A prognostic signature of Glutathione metabolism-associated long non-coding RNAs for lung adenocarcinoma with immune microenvironment insights

Background Glutathione (GSH) metabolism supports tumor redox balance and drug resistance, while long non-coding RNAs (lncRNAs) influence lung adenocarcinoma (LUAD) progression. This study developed a prognostic model using GSH-related lncRNAs to predict LUAD outcomes and assess tumor immunity.Methods This study analyzed survival data from The Cancer Genome Atlas (TCGA) and identified GSH metabolism-related lncRNAs using Pearson correlation. A prognostic model was built with Cox and Least Absolute Shrinkage and Selection Operator (LASSO) methods and validated by Kaplan-Meier analysis, Receiver Operating Characteristic (ROC) curves, and Principal Component Analysis (PCA). Functional analysis revealed immune infiltration and drug sensitivity differences. Quantitative PCR and experimental studies confirmed the role of lnc-AL162632.3 in LUAD.Results Our model included a total of nine lncRNAs, namely AL162632.3, AL360270.1, LINC00707, DEPDC1-AS1, GSEC, LINC01711, AL078590.2, AC026355.2, and AL096701.4. The model effectively forecasted patient survival, and the nomogram, incorporating additional clinical risk factors, satisfied clinical needs adequately. Patient stratification based on model scores revealed significant disparities in immune cell composition, functionality, and mutations between groups. Additionally, variations were noted in the IC50 values for key lung cancer medications such as Cisplatin, Docetaxel, and Paclitaxel. In vitro cell experiment results showed that AL162632.3 was markedly upregulated, while AC026355.2 tended to be downregulated across these cell lines.
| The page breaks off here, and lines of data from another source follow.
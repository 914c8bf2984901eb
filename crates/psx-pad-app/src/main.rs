#![no_std]
#![no_main]

use embassy_executor::Spawner;
use static_cell::StaticCell;

#[cfg(feature = "defmt")]
use defmt_rtt as _;
#[cfg(feature = "defmt")]
use panic_probe as _;
#[cfg(not(feature = "defmt"))]
use panic_reset as _;

use psx_bus::Engine;
use psx_pad_app::prelude::*;

static BUS_LINES: StaticCell<BusLines> = StaticCell::new();

// Application main entry point. Everything but the protocol loop runs on
// the interrupt executors. The loop owns thread mode from the end of this
// function on and masks the task executor while a transaction is running.
#[embassy_executor::main]
async fn main(_spawner: Spawner) {
    info!("psx-pad {} ({})", FW_VERSION, HW_VERSION);
    // First we initialize our board.
    let board = PsxPad::default();

    // Create our settings store and apply what it holds.
    let flash = embassy_embedded_hal::adapter::BlockingAsync::new(
        embassy_nrf::nvmc::Nvmc::new(board.nvmc),
    );
    let settings_store = AppSettingsStore::new(flash);
    apply_settings(&settings_store.settings());

    let bus_config = bus_config();
    let (lines, select) = BusLines::new(board.bus);
    let lines: &'static BusLines = BUS_LINES.init(lines);
    let timebase = CycleTimebase::new(board.dcb, board.dwt);
    let buttons = ButtonBank::new(board.buttons);

    let (medium_prio_spawner, high_prio_spawner) = init_executors();

    let app_context = APP_CONTEXT.init(Mutex::new(AppContext {
        device_info: DeviceInfo {
            hardware_revision: heapless::String::try_from(HW_VERSION).unwrap(),
            software_revision: heapless::String::try_from(FW_VERSION).unwrap(),
            manufacturer_name: heapless::String::try_from(MANUFACTURER).unwrap(),
        },
        settings_store,
        ack_mode: bus_config.ack,
    }));

    high_prio_spawner.must_spawn(select_abort_task(select, lines));

    medium_prio_spawner.must_spawn(watchdog_task(board.wdt));
    medium_prio_spawner.must_spawn(sampling_task(buttons));
    medium_prio_spawner.must_spawn(status_led_task(board.led.into()));
    medium_prio_spawner.must_spawn(telemetry_task());

    #[cfg(feature = "usb")]
    medium_prio_spawner.must_spawn(usb_task(board.usb, app_context));
    #[cfg(not(feature = "usb"))]
    let _ = app_context;

    info!("System ready. Waiting for the console...");

    let mut engine = Engine::new(
        lines,
        &timebase,
        &ABORT,
        &BUTTONS,
        &TELEMETRY,
        bus_config,
    )
    .with_guard(TransactionGuard);
    engine.run()
}
use portable_atomic::{AtomicBool, Ordering};

use crate::line::PadBus;

/// Cancellation token shared between the protocol loop and the select-line
/// interrupt.
///
/// The interrupt side calls [`on_select_rising`](Self::on_select_rising);
/// the protocol side opens and closes transactions and checks
/// [`is_active`](Self::is_active) at its checkpoints. Each flag has exactly
/// one writer per phase and every store/load pair is release/acquire.
pub struct AbortSignal {
    active: AtomicBool,
    masked: AtomicBool,
    pending: AtomicBool,
}

impl AbortSignal {
    pub const fn new() -> Self {
        Self {
            active: AtomicBool::new(false),
            masked: AtomicBool::new(false),
            pending: AtomicBool::new(false),
        }
    }

    /// Mark the start of a transaction.
    #[inline(always)]
    pub fn begin(&self) {
        self.pending.store(false, Ordering::Relaxed);
        self.active.store(true, Ordering::Release);
    }

    /// Mark the end of a transaction.
    #[inline(always)]
    pub fn end(&self) {
        self.active.store(false, Ordering::Release);
    }

    #[inline(always)]
    pub fn is_active(&self) -> bool {
        self.active.load(Ordering::Acquire)
    }

    /// Interrupt handler body for the select rising edge.
    ///
    /// Releases the bus and clears the active flag, unless the protocol
    /// context is in a masked section, in which case the edge is only
    /// recorded and later discarded by [`unmask`](Self::unmask).
    #[inline(always)]
    pub fn on_select_rising<B: PadBus + ?Sized>(&self, bus: &B) {
        if self.masked.load(Ordering::Acquire) {
            self.pending.store(true, Ordering::Release);
            return;
        }
        bus.release();
        self.active.store(false, Ordering::Release);
    }

    /// Hold off the abort handler, e.g. while an acknowledge pulse is out.
    #[inline(always)]
    pub fn mask(&self) {
        self.masked.store(true, Ordering::Release);
    }

    /// Re-enable the abort handler, dropping any edge seen while masked.
    ///
    /// Returns whether an edge was dropped. Callers re-check the select line
    /// themselves afterwards.
    #[inline(always)]
    pub fn unmask(&self) -> bool {
        let dropped = self.pending.swap(false, Ordering::AcqRel);
        self.masked.store(false, Ordering::Release);
        dropped
    }

    #[inline(always)]
    pub fn is_masked(&self) -> bool {
        self.masked.load(Ordering::Acquire)
    }
}

impl Default for AbortSignal {
    fn default() -> Self {
        Self::new()
    }
}
use psx_pad_icd::DeviceInfo;
use postcard_rpc::header::VarHeader;

pub async fn device_info_get(
    context: &mut super::Context,
    _header: VarHeader,
    _req: (),
) -> DeviceInfo {
    let app_ctx = context.app.lock().await;
    app_ctx.device_info.clone()
}
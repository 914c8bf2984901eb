#![cfg_attr(not(test), no_std)]
//! Bus-level engine for emulating a PlayStation digital controller.
//!
//! The engine bit-bangs the synchronous controller bus (select, clock,
//! command, data, acknowledge) through the [`PadBus`] trait and answers the
//! poll command with the current button state. Everything here is statically
//! sized and lock-free so it can be shared between the protocol context and
//! the sampling context without a scheduler.

#[macro_use]
mod fmt;

mod abort;
mod buttons;
mod calibrator;
mod channel;
mod config;
mod error;
mod guard;
mod line;
mod primitives;
mod protocol;
mod stats;
mod status;
mod time;

pub use abort::AbortSignal;
pub use buttons::{Button, ButtonSnapshot};
pub use calibrator::{
    CalibrationEvent, CalibrationStatus, Calibrator, Candidate,
};
pub use channel::{ButtonChannel, ButtonPublisher};
pub use config::{
    AckMode, BusConfig, CalibrationConfig, PadSettings, RecordError,
    CONFIG_MAGIC, RECORD_LEN,
};
pub use error::BusError;
pub use guard::{PreemptionGuard, Unguarded};
pub use line::{LineState, PadBus};
pub use primitives::{AckTiming, BusDriver};
pub use protocol::{
    Engine, Outcome, ADDR_CONTROLLER, ADDR_MEMORY_CARD, CMD_POLL,
    ID_DIGITAL_HI, ID_DIGITAL_LO, IGNORED_ADDRESSES, SENTINEL,
};
pub use stats::{IntervalStats, Telemetry, TransactionStats};
pub use status::{LedStatus, StatusPattern, StatusTracker};
pub use time::{poll_until, Timebase};
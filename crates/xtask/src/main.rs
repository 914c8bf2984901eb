mod build;
mod cli;
mod constants;
mod flash;
mod rtt;

use anyhow::Result;
use clap::Parser;
use cli::{Cli, Commands, FirmwareOpts};
use constants::app_elf;

fn main() -> Result<()> {
    let cli = Cli::parse();

    match cli.command {
        Commands::Build { firmware } => {
            println!("Building firmware...");
            build::build_firmware(&firmware)?;
            println!("Build complete!");
        }
        Commands::Flash { firmware, force } => {
            flash::flash_firmware(&firmware, force)?;
        }
        Commands::Run { firmware } => {
            let firmware = FirmwareOpts { defmt: true, ..firmware };
            flash::flash_firmware(&firmware, false)?;

            println!("Attaching RTT...");
            rtt::run(&app_elf(firmware.release))?;
        }
        Commands::Attach { release } => {
            rtt::run(&app_elf(release))?;
        }
    }

    Ok(())
}
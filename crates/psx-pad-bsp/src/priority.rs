//! Interrupt priorities of the adapter.
//!
//! The protocol loop runs in thread mode. While a transaction is on the wire
//! [`TransactionGuard`] masks every interrupt at [`TRANSACTION_MASK`] or
//! below, so only the select edge and the abort executor can preempt it.

use cortex_m::register::basepri;
use embassy_nrf::interrupt::Priority;
use psx_bus::PreemptionGuard;

/// GPIOTE, which reports the select rising edge.
pub const GPIOTE_PRIORITY: Priority = Priority::P1;
/// Executor running the select abort task.
pub const ABORT_PRIORITY: Priority = Priority::P2;
/// Highest priority held off during a transaction.
pub const TRANSACTION_MASK: Priority = Priority::P3;
/// RTC1 time driver.
pub const TIME_PRIORITY: Priority = Priority::P3;
/// USBD and POWER.
pub const USB_PRIORITY: Priority = Priority::P4;
/// Executor running sampling, status, telemetry and the console.
pub const TASK_PRIORITY: Priority = Priority::P7;

/// Raises BASEPRI to [`TRANSACTION_MASK`] for the length of a transaction.
#[derive(Clone, Copy, Default)]
pub struct TransactionGuard;

impl PreemptionGuard for TransactionGuard {
    type Saved = u8;

    #[inline(always)]
    fn hold(&self) -> u8 {
        let saved = basepri::read();
        let mask = u8::from(TRANSACTION_MASK);
        // BASEPRI of zero masks nothing; otherwise only ever raise it.
        if saved == 0 || saved > mask {
            // SAFETY: BASEPRI only masks interrupts. Nothing in thread mode
            // relies on them being taken during a transaction.
            unsafe { basepri::write(mask) };
        }
        saved
    }

    #[inline(always)]
    fn restore(&self, saved: u8) {
        // SAFETY: puts back the value read in `hold`.
        unsafe { basepri::write(saved) };
    }
}
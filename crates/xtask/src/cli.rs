use clap::{Args, Parser, Subcommand, ValueEnum};

#[derive(Parser)]
#[command(author, version, about = "psx-pad firmware tasks", long_about = None)]
pub struct Cli {
    #[command(subcommand)]
    pub command: Commands,
}

#[derive(Subcommand)]
pub enum Commands {
    /// Build the firmware
    Build {
        #[command(flatten)]
        firmware: FirmwareOpts,
    },
    /// Build and flash the firmware
    Flash {
        #[command(flatten)]
        firmware: FirmwareOpts,

        /// Erase the whole chip first, settings included
        #[arg(long)]
        force: bool,
    },
    /// Build with defmt logging, flash, and show the RTT log
    Run {
        #[command(flatten)]
        firmware: FirmwareOpts,
    },
    /// Attach to a running adapter and show its RTT log
    Attach {
        #[arg(long)]
        release: bool,
    },
}

/// How the firmware image is built.
#[derive(Args, Clone, Debug, Default)]
pub struct FirmwareOpts {
    /// Board revision
    #[arg(long, value_enum, default_value_t = Board::R1)]
    pub board: Board,

    /// Serve the USB debug console
    #[arg(long)]
    pub usb: bool,

    /// Log over RTT
    #[arg(long)]
    pub defmt: bool,

    /// defmt filter compiled into the image (DEFMT_LOG)
    #[arg(long, value_enum)]
    pub log_level: Option<LogLevel>,

    /// Further comma-separated app features
    #[arg(long)]
    pub features: Option<String>,

    #[arg(long)]
    pub release: bool,
}

#[derive(Clone, Copy, Debug, Default, PartialEq, Eq, ValueEnum)]
pub enum Board {
    #[default]
    R1,
}

impl Board {
    pub fn feature(self) -> &'static str {
        match self {
            Self::R1 => "r1",
        }
    }
}

#[derive(Clone, Copy, Debug, PartialEq, Eq, ValueEnum)]
pub enum LogLevel {
    Trace,
    Debug,
    Info,
    Warn,
    Error,
}

impl LogLevel {
    pub fn as_str(self) -> &'static str {
        match self {
            Self::Trace => "trace",
            Self::Debug => "debug",
            Self::Info => "info",
            Self::Warn => "warn",
            Self::Error => "error",
        }
    }
}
Ultimately, suppressing lnc-AL162632.3 markedly reduced the growth, mobility, and invasiveness of lung cancer cells.Conclusion This study identified GSH metabolism-related lncRNAs as key prognostic factors in LUAD and developed a model for risk stratification. High-risk patients showed increased tumor mutation burden (TMB) and stemness, emphasizing the potential of personalized immunotherapy to improve survival outcomes.